Problem requirements:
Repeat, exactly as written, the lines of the records below from the first through the line with "each is in.", but none past it.

[Start of section]

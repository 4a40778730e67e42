//! REST backend for devices and their measurements.

use std::time::Duration;

use async_trait::async_trait;
use reqwest::Client;
use reqwest::Response;
use reqwest::Url;
use tracing::debug;

/// Failures talking to the backend.
///
/// `Display` is the message shown to the user in place of the table.
#[derive(Debug, Clone, PartialEq, Eq, thiserror::Error)]
pub enum BackendError {
    #[error("network error: {0}")]
    Network(String),

    #[error("request failed with status code {status}")]
    Http { status: u16 },

    #[error("unexpected response: {0}")]
    Decode(String),

    #[error("invalid backend url '{0}'")]
    InvalidUrl(String),
}

impl From<reqwest::Error> for BackendError {
    fn from(err: reqwest::Error) -> Self {
        if err.is_decode() {
            BackendError::Decode(err.to_string())
        } else if let Some(status) = err.status() {
            BackendError::Http {
                status: status.as_u16(),
            }
        } else {
            BackendError::Network(err.to_string())
        }
    }
}

/// Operations the dashboard needs from the backend.
///
/// This trait allows swapping the HTTP implementation for a mock in tests.
#[async_trait]
pub trait Backend: Send + Sync {
    /// Raw measurement map for a device between two ISO-8601 instants.
    async fn fetch_measurements(
        &self,
        device_id: &str,
        start_iso: &str,
        end_iso: &str,
    ) -> Result<serde_json::Value, BackendError>;

    /// Latest reading of one sensor functionality of a device.
    async fn current_measurement(
        &self,
        device_id: &str,
        functionality: &str,
    ) -> Result<String, BackendError>;

    /// Move a blind roller to the given close percentage.
    async fn set_close_percentage(&self, device_id: &str, percent: u8)
        -> Result<(), BackendError>;

    /// Devices carrying a blind-setter actuator, with the room each is in.
    async fn list_blind_rollers(&self) -> Result<serde_json::Value, BackendError>;
}

/// Backend reached over HTTP with reqwest.
#[derive(Debug, Clone)]
pub struct HttpBackend {
    client: Client,
    base_url: String,
    root: Url,
}

impl HttpBackend {
    /// Create a backend rooted at `base_url` (e.g. `http://localhost:8080`).
    ///
    /// No request timeout is applied unless `timeout` is given.
    pub fn new(base_url: &str, timeout: Option<Duration>) -> Result<Self, BackendError> {
        let mut builder = Client::builder();
        if let Some(timeout) = timeout {
            builder = builder.timeout(timeout);
        }
        let client = builder
            .build()
            .map_err(|e| BackendError::Network(e.to_string()))?;

        let base_url = base_url.trim_end_matches('/').to_string();
        let root = Url::parse(&base_url).map_err(|_| BackendError::InvalidUrl(base_url.clone()))?;
        if root.cannot_be_a_base() {
            return Err(BackendError::InvalidUrl(base_url));
        }

        Ok(Self {
            client,
            base_url,
            root,
        })
    }

    pub fn base_url(&self) -> &str {
        &self.base_url
    }

    /// URL of `segments` below the base URL, each segment percent-encoded.
    fn endpoint(&self, segments: &[&str]) -> Result<Url, BackendError> {
        let mut url = self.root.clone();
        url.path_segments_mut()
            .map_err(|_| BackendError::InvalidUrl(self.base_url.clone()))?
            .pop_if_empty()
            .extend(segments);
        Ok(url)
    }

    fn device_url(&self, device_id: &str) -> Result<Url, BackendError> {
        self.endpoint(&["devices", device_id])
    }

    async fn get_json(
        &self,
        url: Url,
        query: &[(&str, &str)],
    ) -> Result<serde_json::Value, BackendError> {
        let response = self.client.get(url).query(query).send().await?;
        let body = check_status(response)?.text().await?;
        debug!("Received {} byte body", body.len());

        serde_json::from_str(&body).map_err(|e| BackendError::Decode(e.to_string()))
    }
}

fn check_status(response: Response) -> Result<Response, BackendError> {
    let status = response.status();
    if status.is_success() {
        Ok(response)
    } else {
        Err(BackendError::Http {
            status: status.as_u16(),
        })
    }
}

#[async_trait]
impl Backend for HttpBackend {
    #[tracing::instrument(skip(self))]
    async fn fetch_measurements(
        &self,
        device_id: &str,
        start_iso: &str,
        end_iso: &str,
    ) -> Result<serde_json::Value, BackendError> {
        self.get_json(
            self.device_url(device_id)?,
            &[("givenStart", start_iso), ("givenEnd", end_iso)],
        )
        .await
    }

    #[tracing::instrument(skip(self))]
    async fn current_measurement(
        &self,
        device_id: &str,
        functionality: &str,
    ) -> Result<String, BackendError> {
        let response = self
            .client
            .get(self.device_url(device_id)?)
            .query(&[("functionality", functionality)])
            .send()
            .await?;
        let body = check_status(response)?.text().await?;

        // The reading comes back either as plain text or as a JSON string.
        match serde_json::from_str::<serde_json::Value>(&body) {
            Ok(serde_json::Value::String(s)) => Ok(s),
            Ok(serde_json::Value::Number(n)) => Ok(n.to_string()),
            _ => Ok(body.trim().to_string()),
        }
    }

    #[tracing::instrument(skip(self))]
    async fn set_close_percentage(
        &self,
        device_id: &str,
        percent: u8,
    ) -> Result<(), BackendError> {
        let response = self
            .client
            .patch(self.device_url(device_id)?)
            .query(&[("closePercentage", percent)])
            .send()
            .await?;
        check_status(response)?;
        Ok(())
    }

    #[tracing::instrument(skip(self))]
    async fn list_blind_rollers(&self) -> Result<serde_json::Value, BackendError> {
        let url = self.endpoint(&["actuatorfunctionality", "BlindSetter"])?;
        self.get_json(url, &[("type", "map")]).await
    }
}

#[cfg(test)]
pub(crate) mod mock {
    use std::collections::HashMap;
    use std::collections::VecDeque;
    use std::sync::Mutex;
    use std::sync::atomic::AtomicUsize;
    use std::sync::atomic::Ordering;

    use tokio::sync::oneshot;

    use super::*;

    type Reply = Result<serde_json::Value, BackendError>;

    /// Mock backend for testing.
    ///
    /// Measurement replies are queued; a reply may be gated on a oneshot so a
    /// test can decide when each in-flight request completes.
    #[derive(Default)]
    pub struct MockBackend {
        replies: Mutex<VecDeque<(Option<oneshot::Receiver<()>>, Reply)>>,
        pub fetches: AtomicUsize,
        pub requests: Mutex<Vec<(String, String, String)>>,
        pub readings: Mutex<HashMap<String, Result<String, BackendError>>>,
        pub positions: Mutex<Vec<(String, u8)>>,
        pub blind_rollers: Mutex<Option<Result<serde_json::Value, BackendError>>>,
    }

    impl MockBackend {
        pub fn new() -> Self {
            Self::default()
        }

        pub fn push_reply(&self, reply: Reply) {
            self.replies.lock().unwrap().push_back((None, reply));
        }

        /// Queue a reply that is only delivered once the returned sender fires.
        pub fn push_gated_reply(&self, reply: Reply) -> oneshot::Sender<()> {
            let (tx, rx) = oneshot::channel();
            self.replies.lock().unwrap().push_back((Some(rx), reply));
            tx
        }

        pub fn set_reading(&self, device_id: &str, reading: Result<String, BackendError>) {
            self.readings
                .lock()
                .unwrap()
                .insert(device_id.to_string(), reading);
        }

        pub fn fetch_count(&self) -> usize {
            self.fetches.load(Ordering::SeqCst)
        }
    }

    #[async_trait]
    impl Backend for MockBackend {
        async fn fetch_measurements(
            &self,
            device_id: &str,
            start_iso: &str,
            end_iso: &str,
        ) -> Result<serde_json::Value, BackendError> {
            self.fetches.fetch_add(1, Ordering::SeqCst);
            self.requests.lock().unwrap().push((
                device_id.to_string(),
                start_iso.to_string(),
                end_iso.to_string(),
            ));

            let (gate, reply) = self
                .replies
                .lock()
                .unwrap()
                .pop_front()
                .unwrap_or_else(|| (None, Ok(serde_json::json!({}))));

            if let Some(gate) = gate {
                gate.await.ok();
            }
            reply
        }

        async fn current_measurement(
            &self,
            device_id: &str,
            _functionality: &str,
        ) -> Result<String, BackendError> {
            self.readings
                .lock()
                .unwrap()
                .get(device_id)
                .cloned()
                .unwrap_or(Err(BackendError::Http { status: 404 }))
        }

        async fn set_close_percentage(
            &self,
            device_id: &str,
            percent: u8,
        ) -> Result<(), BackendError> {
            self.positions
                .lock()
                .unwrap()
                .push((device_id.to_string(), percent));
            Ok(())
        }

        async fn list_blind_rollers(&self) -> Result<serde_json::Value, BackendError> {
            self.blind_rollers
                .lock()
                .unwrap()
                .clone()
                .unwrap_or_else(|| Ok(serde_json::json!({})))
        }
    }
}

#[cfg(test)]
mod tests {
    use super::*;

    #[test]
    fn test_base_url_trailing_slash() {
        let backend = HttpBackend::new("http://localhost:8080/", None).unwrap();
        assert_eq!(backend.base_url(), "http://localhost:8080");
        assert_eq!(
            backend.device_url("Sensor1").unwrap().as_str(),
            "http://localhost:8080/devices/Sensor1"
        );
    }

    #[test]
    fn test_device_id_is_percent_encoded() {
        let backend = HttpBackend::new("http://localhost:8080", None).unwrap();
        assert_eq!(
            backend.device_url("Kitchen#2").unwrap().as_str(),
            "http://localhost:8080/devices/Kitchen%232"
        );
        assert_eq!(
            backend.device_url("a/b?c").unwrap().as_str(),
            "http://localhost:8080/devices/a%2Fb%3Fc"
        );
    }

    #[test]
    fn test_base_path_is_kept() {
        let backend = HttpBackend::new("http://smarthome.local/api/", None).unwrap();
        assert_eq!(
            backend.device_url("Sensor1").unwrap().as_str(),
            "http://smarthome.local/api/devices/Sensor1"
        );
        assert_eq!(
            backend
                .endpoint(&["actuatorfunctionality", "BlindSetter"])
                .unwrap()
                .as_str(),
            "http://smarthome.local/api/actuatorfunctionality/BlindSetter"
        );
    }

    #[test]
    fn test_invalid_base_url() {
        assert!(matches!(
            HttpBackend::new("not a url", None),
            Err(BackendError::InvalidUrl(_))
        ));
    }

    #[test]
    fn test_error_messages() {
        assert_eq!(
            BackendError::Http { status: 500 }.to_string(),
            "request failed with status code 500"
        );
        assert_eq!(
            BackendError::Network("connection refused".into()).to_string(),
            "network error: connection refused"
        );
    }
}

[End of section]

Result of the exercise:
repository 4a40778730e67e42
//! REST backend for devices and their measurements.

use std::time::Duration;

use async_trait::async_trait;
use reqwest::Client;
use reqwest::Response;
use reqwest::Url;
use tracing::debug;

/// Failures talking to the backend.
///
/// `Display` is the message shown to the user in place of the table.
#[derive(Debug, Clone, PartialEq, Eq, thiserror::Error)]
pub enum BackendError {
    #[error("network error: {0}")]
    Network(String),

    #[error("request failed with status code {status}")]
    Http { status: u16 },

    #[error("unexpected response: {0}")]
    Decode(String),

    #[error("invalid backend url '{0}'")]
    InvalidUrl(String),
}

impl From<reqwest::Error> for BackendError {
    fn from(err: reqwest::Error) -> Self {
        if err.is_decode() {
            BackendError::Decode(err.to_string())
        } else if let Some(status) = err.status() {
            BackendError::Http {
                status: status.as_u16(),
            }
        } else {
            BackendError::Network(err.to_string())
        }
    }
}

/// Operations the dashboard needs from the backend.
///
/// This trait allows swapping the HTTP implementation for a mock in tests.
#[async_trait]
pub trait Backend: Send + Sync {
    /// Raw measurement map for a device between two ISO-8601 instants.
    async fn fetch_measurements(
        &self,
        device_id: &str,
        start_iso: &str,
        end_iso: &str,
    ) -> Result<serde_json::Value, BackendError>;

    /// Latest reading of one sensor functionality of a device.
    async fn current_measurement(
        &self,
        device_id: &str,
        functionality: &str,
    ) -> Result<String, BackendError>;

    /// Move a blind roller to the given close percentage.
    async fn set_close_percentage(&self, device_id: &str, percent: u8)
        -> Result<(), BackendError>;

    /// Devices carrying a blind-setter actuator, with the room each is in.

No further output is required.